Nicolas Cage Will Return as Arms Dealer Yuri Orlov in an Upcoming 'Lord of War' Sequel

Nicolas Cage in 2005's "Lord of War." (Lionsgate)

The last time Russian arms dealer Viktor Bout made headlines, it was because the United States had released him in a prisoner exchange with Russia for WNBA player Brittney Griner. Bout was arrested in Bangkok, Thailand, in 2008 after being lured there by the promise of making an arms sale to FARC rebels in Colombia.

Bout, known as "The Merchant of Death," and international arms dealers like him inspired the 2005 film "Lord of War," starring Nicolas Cage. Although Cage's character Yuri Orlov was fictional, the film itself illustrated "the deadly impact of the uncontrolled global arms trade," according to Amnesty International.

In May 2023, Cage signed on to team up with director Andrew Niccol to reprise his role from "Lord of War." Called "Lords of War," the sequel will include Bill Skarsgard ("It," "John Wick: Chapter 4") who plays Anton Orlov, the son Cage's Yuri Orlov didn't know he had.

Instead of trying to stop his father, Anton tries to outdo him by raising a mercenary army to fight American conflicts in the Middle East. Depending on when the new story installment takes place, there would be a lot of potential business there.

When last we saw Yuri, he had begun building his arms trafficking empire by selling to both Israel and Lebanon during the 1982 Lebanon War, along with Colombian rebels, former Soviet republics and African militias.
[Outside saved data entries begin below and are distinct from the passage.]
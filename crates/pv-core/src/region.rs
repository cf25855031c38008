//! LP region oracle.
//!
//! Given a candidate vector and a reference list, find a belief where the
//! candidate beats every reference vector, together with the margin it wins
//! by. This is the only place pruning and the Bellman residual touch the LP
//! engine.

use std::path::PathBuf;

use pv_config::RegionLp;
use pv_math::lp::writer::write_lp_file;
use pv_math::{equal, LpEngine, LpError, LpProblem, LpStatus, ObjectiveSense, RowSense, INFINITE_BOUND};
use serde::Serialize;
use thiserror::Error;

use crate::alpha::vector::unit;
use crate::alpha::AlphaList;
use crate::log_event;
use crate::logging::{event_names, LogContext, Stage};

/// File the failing LP is written to before a fatal error.
pub const ABORT_LP_FILE: &str = "abort.lp";

#[derive(Debug, Error)]
pub enum RegionError {
    #[error("LP engine error: {0}")]
    Setup(#[from] LpError),

    #[error("LP solve ended with status {status}")]
    Fatal {
        status: LpStatus,
        dump_path: Option<PathBuf>,
    },

    #[error("vector has {found} components, expected {expected}")]
    DimensionMismatch { expected: usize, found: usize },
}

impl From<RegionError> for pv_common::Error {
    fn from(err: RegionError) -> Self {
        match err {
            RegionError::Setup(e) => pv_common::Error::LpSetup(e.to_string()),
            RegionError::Fatal { status, dump_path } => pv_common::Error::LpFailure {
                status: status.to_string(),
                dump_path: dump_path.map(|p| p.display().to_string()),
            },
            RegionError::DimensionMismatch { expected, found } => {
                pv_common::Error::DimensionMismatch { expected, found }
            }
        }
    }
}

pub type Result<T> = std::result::Result<T, RegionError>;

/// A belief where a vector is strictly best, and by how much.
#[derive(Debug, Clone, PartialEq)]
pub struct RegionPoint {
    pub witness: Vec<f64>,
    pub margin: f64,
}

/// Counters kept across queries.
#[derive(Debug, Clone, Copy, Default, PartialEq, Eq, Serialize)]
pub struct RegionStats {
    pub queries: u64,
    pub lp_solves: u64,
    pub lp_iterations: u64,
    pub infeasible: u64,
    pub unbounded: u64,
    pub witnesses: u64,
}

/// Build the region LP for `alpha` against `list`.
///
/// Column layout: belief `x[0..N]`, then delta at column `N`. The new
/// formulation adds the split value variables `v1`, `v2` at `N+1` and `N+2`.
pub fn build_region_lp(
    formulation: RegionLp,
    alpha: &[f64],
    list: &AlphaList,
    sparse_epsilon: f64,
) -> Result<LpProblem> {
    let n = alpha.len();
    for node in list.iter() {
        if node.alpha.len() != n {
            return Err(RegionError::DimensionMismatch {
                expected: n,
                found: node.alpha.len(),
            });
        }
    }
    let delta = n;
    let simplex_row: Vec<(usize, f64)> = (0..n).map(|i| (i, 1.0)).collect();

    let problem = match formulation {
        RegionLp::New => {
            let (v1, v2) = (n + 1, n + 2);
            let mut lp = LpProblem::new("region", n + 3, ObjectiveSense::Maximize);
            for i in 0..n {
                lp.set_bounds(i, 0.0, 1.0)?;
            }
            lp.set_bounds(delta, 0.0, INFINITE_BOUND)?;
            lp.set_bounds(v1, 0.0, INFINITE_BOUND)?;
            lp.set_bounds(v2, 0.0, INFINITE_BOUND)?;
            lp.set_objective(delta, 1.0)?;

            lp.add_row(simplex_row, RowSense::Equal, 1.0)?;

            let mut value_row = sparse_entries(alpha, sparse_epsilon);
            value_row.push((v1, -1.0));
            value_row.push((v2, 1.0));
            lp.add_row(value_row, RowSense::Equal, 0.0)?;

            for node in list.iter() {
                let mut row = sparse_entries(&node.alpha, sparse_epsilon);
                row.push((delta, 1.0));
                row.push((v1, -1.0));
                row.push((v2, 1.0));
                lp.add_row(row, RowSense::LessEqual, 0.0)?;
            }
            lp
        }
        RegionLp::Old => {
            let mut lp = LpProblem::new("region", n + 1, ObjectiveSense::Maximize);
            for i in 0..n {
                lp.set_bounds(i, 0.0, 1.0)?;
            }
            lp.set_bounds(delta, 0.0, INFINITE_BOUND)?;
            lp.set_objective(delta, 1.0)?;

            lp.add_row(simplex_row, RowSense::Equal, 1.0)?;
            for node in list.iter() {
                let diff: Vec<f64> = node.alpha.iter().zip(alpha).map(|(o, a)| o - a).collect();
                let mut row = sparse_entries(&diff, sparse_epsilon);
                row.push((delta, 1.0));
                lp.add_row(row, RowSense::LessEqual, 0.0)?;
            }
            lp
        }
    };
    Ok(problem)
}

fn sparse_entries(values: &[f64], sparse_epsilon: f64) -> Vec<(usize, f64)> {
    values
        .iter()
        .enumerate()
        .filter(|&(_, &v)| !equal(v, 0.0, sparse_epsilon))
        .map(|(i, &v)| (i, v))
        .collect()
}

/// Region queries against one LP engine.
pub struct RegionOracle {
    engine: Box<dyn LpEngine>,
    formulation: RegionLp,
    sparse_epsilon: f64,
    dump_path: PathBuf,
    stats: RegionStats,
    ctx: LogContext,
}

impl RegionOracle {
    pub fn new(
        engine: Box<dyn LpEngine>,
        formulation: RegionLp,
        sparse_epsilon: f64,
        ctx: LogContext,
    ) -> Self {
        RegionOracle {
            engine,
            formulation,
            sparse_epsilon,
            dump_path: PathBuf::from(ABORT_LP_FILE),
            stats: RegionStats::default(),
            ctx,
        }
    }

    /// Where to write the failing LP.
    pub fn with_dump_path(mut self, path: impl Into<PathBuf>) -> Self {
        self.dump_path = path.into();
        self
    }

    pub fn stats(&self) -> RegionStats {
        self.stats
    }

    pub fn engine_name(&self) -> &'static str {
        self.engine.name()
    }

    /// Find a belief where `alpha` beats every vector of `list` by at least
    /// `epsilon`.
    ///
    /// An empty list yields the first simplex corner with an infinite margin
    /// and no LP solve.
    pub fn find_region_point(
        &mut self,
        alpha: &[f64],
        list: &AlphaList,
        epsilon: f64,
    ) -> Result<Option<RegionPoint>> {
        self.stats.queries += 1;
        let n = alpha.len();
        if list.is_empty() {
            self.stats.witnesses += 1;
            return Ok(Some(RegionPoint {
                witness: unit(n, 0),
                margin: f64::INFINITY,
            }));
        }

        let problem = build_region_lp(self.formulation, alpha, list, self.sparse_epsilon)?;
        let solution = self.engine.solve(&problem)?;
        self.stats.lp_solves += 1;
        self.stats.lp_iterations += solution.iterations as u64;

        match solution.status {
            LpStatus::Optimal => {}
            LpStatus::Infeasible => {
                self.stats.infeasible += 1;
                return Ok(None);
            }
            LpStatus::Unbounded => {
                self.stats.unbounded += 1;
                log_event!(
                    self.ctx,
                    WARN,
                    event_names::LP_UNBOUNDED,
                    Stage::Prune,
                    "region LP unbounded; treating as no region",
                    engine = self.engine.name(),
                    rows = problem.num_rows() as u64
                );
                return Ok(None);
            }
            status => {
                let dump_path = match write_lp_file(&problem, &self.dump_path) {
                    Ok(()) => {
                        log_event!(
                            self.ctx,
                            ERROR,
                            event_names::LP_ABORT_DUMPED,
                            Stage::Prune,
                            "failing LP written",
                            status = %status,
                            path = %self.dump_path.display()
                        );
                        Some(self.dump_path.clone())
                    }
                    Err(e) => {
                        log_event!(
                            self.ctx,
                            ERROR,
                            event_names::LP_ABORT_DUMPED,
                            Stage::Prune,
                            "could not write failing LP",
                            status = %status,
                            error = %e
                        );
                        None
                    }
                };
                return Err(RegionError::Fatal { status, dump_path });
            }
        }

        let (Some(witness), Some(&delta)) = (solution.x.get(..n), solution.x.get(n)) else {
            return Err(LpError::ShortSolution {
                expected: n + 1,
                found: solution.x.len(),
            }
            .into());
        };
        if solution.objective_value < epsilon || delta < epsilon {
            return Ok(None);
        }
        self.stats.witnesses += 1;
        Ok(Some(RegionPoint {
            witness: witness.to_vec(),
            margin: solution.objective_value,
        }))
    }
}

#[cfg(test)]
mod tests {
    use super::*;
    use crate::test_utils::{list, oracle};
    use pv_math::LpSolution;
    use std::cell::Cell;
    use std::rc::Rc;

    const EPS: f64 = 1e-9;

    /// Engine that always returns one status and counts calls.
    struct FixedEngine {
        status: LpStatus,
        calls: Rc<Cell<usize>>,
    }

    impl LpEngine for FixedEngine {
        fn name(&self) -> &'static str {
            "fixed"
        }

        fn solve(&self, problem: &LpProblem) -> std::result::Result<LpSolution, LpError> {
            self.calls.set(self.calls.get() + 1);
            Ok(LpSolution {
                status: self.status,
                objective_value: 0.0,
                x: vec![0.0; problem.num_cols()],
                iterations: 0,
            })
        }
    }

    #[test]
    fn test_empty_list_no_lp_call() {
        let calls = Rc::new(Cell::new(0));
        let mut o = RegionOracle::new(
            Box::new(FixedEngine {
                status: LpStatus::Optimal,
                calls: calls.clone(),
            }),
            RegionLp::New,
            EPS,
            LogContext::new("run-test"),
        );
        let point = o
            .find_region_point(&[0.3, 0.7, 0.1], &AlphaList::new(), EPS)
            .unwrap()
            .unwrap();
        assert_eq!(point.witness, vec![1.0, 0.0, 0.0]);
        assert!(point.margin.is_infinite());
        assert_eq!(calls.get(), 0);
        assert_eq!(o.stats().lp_solves, 0);
    }

    #[test]
    fn test_region_found_both_formulations() {
        for formulation in [RegionLp::New, RegionLp::Old] {
            let mut o = oracle(formulation);
            let refs = list(&[&[0.0, 1.0]]);
            let point = o.find_region_point(&[1.0, 0.0], &refs, EPS).unwrap().unwrap();
            assert!((point.margin - 1.0).abs() < 1e-6, "{formulation}: {}", point.margin);
            assert!((point.witness[0] - 1.0).abs() < 1e-6);
        }
    }

    #[test]
    fn test_no_region_when_dominated() {
        for formulation in [RegionLp::New, RegionLp::Old] {
            let mut o = oracle(formulation);
            let refs = list(&[&[1.0, 0.0], &[0.0, 1.0]]);
            assert!(o.find_region_point(&[0.4, 0.4], &refs, EPS).unwrap().is_none());
        }
    }

    #[test]
    fn test_no_region_for_duplicate() {
        let mut o = oracle(RegionLp::New);
        let refs = list(&[&[0.5, 0.5]]);
        assert!(o.find_region_point(&[0.5, 0.5], &refs, EPS).unwrap().is_none());
    }

    #[test]
    fn test_margin_in_middle() {
        // [0.6,0.6] beats both corners' vectors best at the uniform belief
        let mut o = oracle(RegionLp::New);
        let refs = list(&[&[1.0, 0.0], &[0.0, 1.0]]);
        let point = o.find_region_point(&[0.6, 0.6], &refs, EPS).unwrap().unwrap();
        assert!((point.margin - 0.1).abs() < 1e-6);
        assert!((point.witness[0] - 0.5).abs() < 1e-6);
    }

    #[test]
    fn test_unbounded_counts_and_returns_none() {
        let calls = Rc::new(Cell::new(0));
        let mut o = RegionOracle::new(
            Box::new(FixedEngine {
                status: LpStatus::Unbounded,
                calls: calls.clone(),
            }),
            RegionLp::New,
            EPS,
            LogContext::new("run-test"),
        );
        let refs = list(&[&[0.0, 1.0]]);
        assert!(o.find_region_point(&[1.0, 0.0], &refs, EPS).unwrap().is_none());
        assert_eq!(o.stats().unbounded, 1);
        assert_eq!(calls.get(), 1);
    }

    #[test]
    fn test_fatal_status_dumps_lp() {
        let dir = tempfile::tempdir().unwrap();
        let dump = dir.path().join("abort.lp");
        let mut o = RegionOracle::new(
            Box::new(FixedEngine {
                status: LpStatus::NumericalFailure,
                calls: Rc::new(Cell::new(0)),
            }),
            RegionLp::Old,
            EPS,
            LogContext::new("run-test"),
        )
        .with_dump_path(&dump);
        let refs = list(&[&[0.0, 1.0]]);
        let err = o.find_region_point(&[1.0, 0.0], &refs, EPS).unwrap_err();
        match err {
            RegionError::Fatal { status, dump_path } => {
                assert_eq!(status, LpStatus::NumericalFailure);
                assert_eq!(dump_path.as_deref(), Some(dump.as_path()));
            }
            other => panic!("unexpected {other:?}"),
        }
        let text = std::fs::read_to_string(&dump).unwrap();
        assert!(text.contains("Maximize"));
    }

    /// Engine that claims optimality but returns too few values.
    struct TruncatingEngine;

    impl LpEngine for TruncatingEngine {
        fn name(&self) -> &'static str {
            "truncating"
        }

        fn solve(&self, _problem: &LpProblem) -> std::result::Result<LpSolution, LpError> {
            Ok(LpSolution {
                status: LpStatus::Optimal,
                objective_value: 1.0,
                x: vec![0.5],
                iterations: 1,
            })
        }
    }

    #[test]
    fn test_short_solution_is_an_error() {
        let mut o = RegionOracle::new(
            Box::new(TruncatingEngine),
            RegionLp::New,
            EPS,
            LogContext::new("run-test"),
        );
        let refs = list(&[&[0.0, 1.0]]);
        let err = o.find_region_point(&[1.0, 0.0], &refs, EPS).unwrap_err();
        assert!(matches!(
            err,
            RegionError::Setup(LpError::ShortSolution { expected: 3, found: 1 })
        ));
        let unified: pv_common::Error = err.into();
        assert_eq!(unified.category(), pv_common::ErrorCategory::Lp);
    }

    #[test]
    fn test_dimension_mismatch() {
        let mut o = oracle(RegionLp::New);
        let refs = list(&[&[0.0, 1.0, 2.0]]);
        assert!(matches!(
            o.find_region_point(&[1.0, 0.0], &refs, EPS),
            Err(RegionError::DimensionMismatch { expected: 2, found: 3 })
        ));
    }

    #[test]
    fn test_lp_shape() {
        let refs = list(&[&[0.0, 1.0], &[1.0, 0.0]]);
        let lp = build_region_lp(RegionLp::New, &[0.5, 0.5], &refs, EPS).unwrap();
        assert_eq!(lp.num_cols(), 5);
        assert_eq!(lp.num_rows(), 4);
        let lp = build_region_lp(RegionLp::Old, &[0.5, 0.5], &refs, EPS).unwrap();
        assert_eq!(lp.num_cols(), 3);
        assert_eq!(lp.num_rows(), 3);
    }

    #[test]
    fn test_sparse_entries_skip_zeros() {
        let refs = list(&[&[0.0, 1.0]]);
        let lp = build_region_lp(RegionLp::New, &[0.0, 0.0], &refs, EPS).unwrap();
        // Value row keeps only v1 and v2
        assert_eq!(lp.rows()[1].entries.len(), 2);
        // Reference row: one belief entry plus delta, v1, v2
        assert_eq!(lp.rows()[2].entries.len(), 4);
    }
}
Yuri's brother and business partner, Vitaly (Jared Leto, "Blade Runner 2049," "Fight Club"), is gunned down after a deal goes bad in Sierra Leone, and Yuri is disowned by his parents.

It's a fitting place to pick up the Orlov family saga with the new sequel, which begins production in fall 2023.

Bout, the real-life gunrunner and primary inspiration for Cage's character, had a more gradual rise to arms trafficking prominence. After serving with the Soviet armed forces as a translator, he began an air freight business, which may have been under the auspices of working for Russian security services.

Whether he was working for the Soviet government or not, his Liberia-based company had contracts moving freight for the governments of France and the U.S., as well as the United Nations.

A 2007 book titled "Merchant of Death: Money, Guns, Planes and the Man Who Makes War Possible" alleges that Bout moved guns, ammunition and supplies to conflicts in Afghanistan, Angola, Liberia and the former Yugoslavia.

Bout has also been accused of moving cargo for combatants in the Second Congo War, the 2006 Israel-Lebanon War and for dictator Moammar Gadhafi during the Libyan Civil War.

There is no shortage of regional conflicts for the new "Lords of War" to ply their trade. As the first film reminds viewers, the world is full of ruthless arms brokers who are standing by to sell weapons to the highest bidders -- and Nic Cage will be there to call the world's attention to it.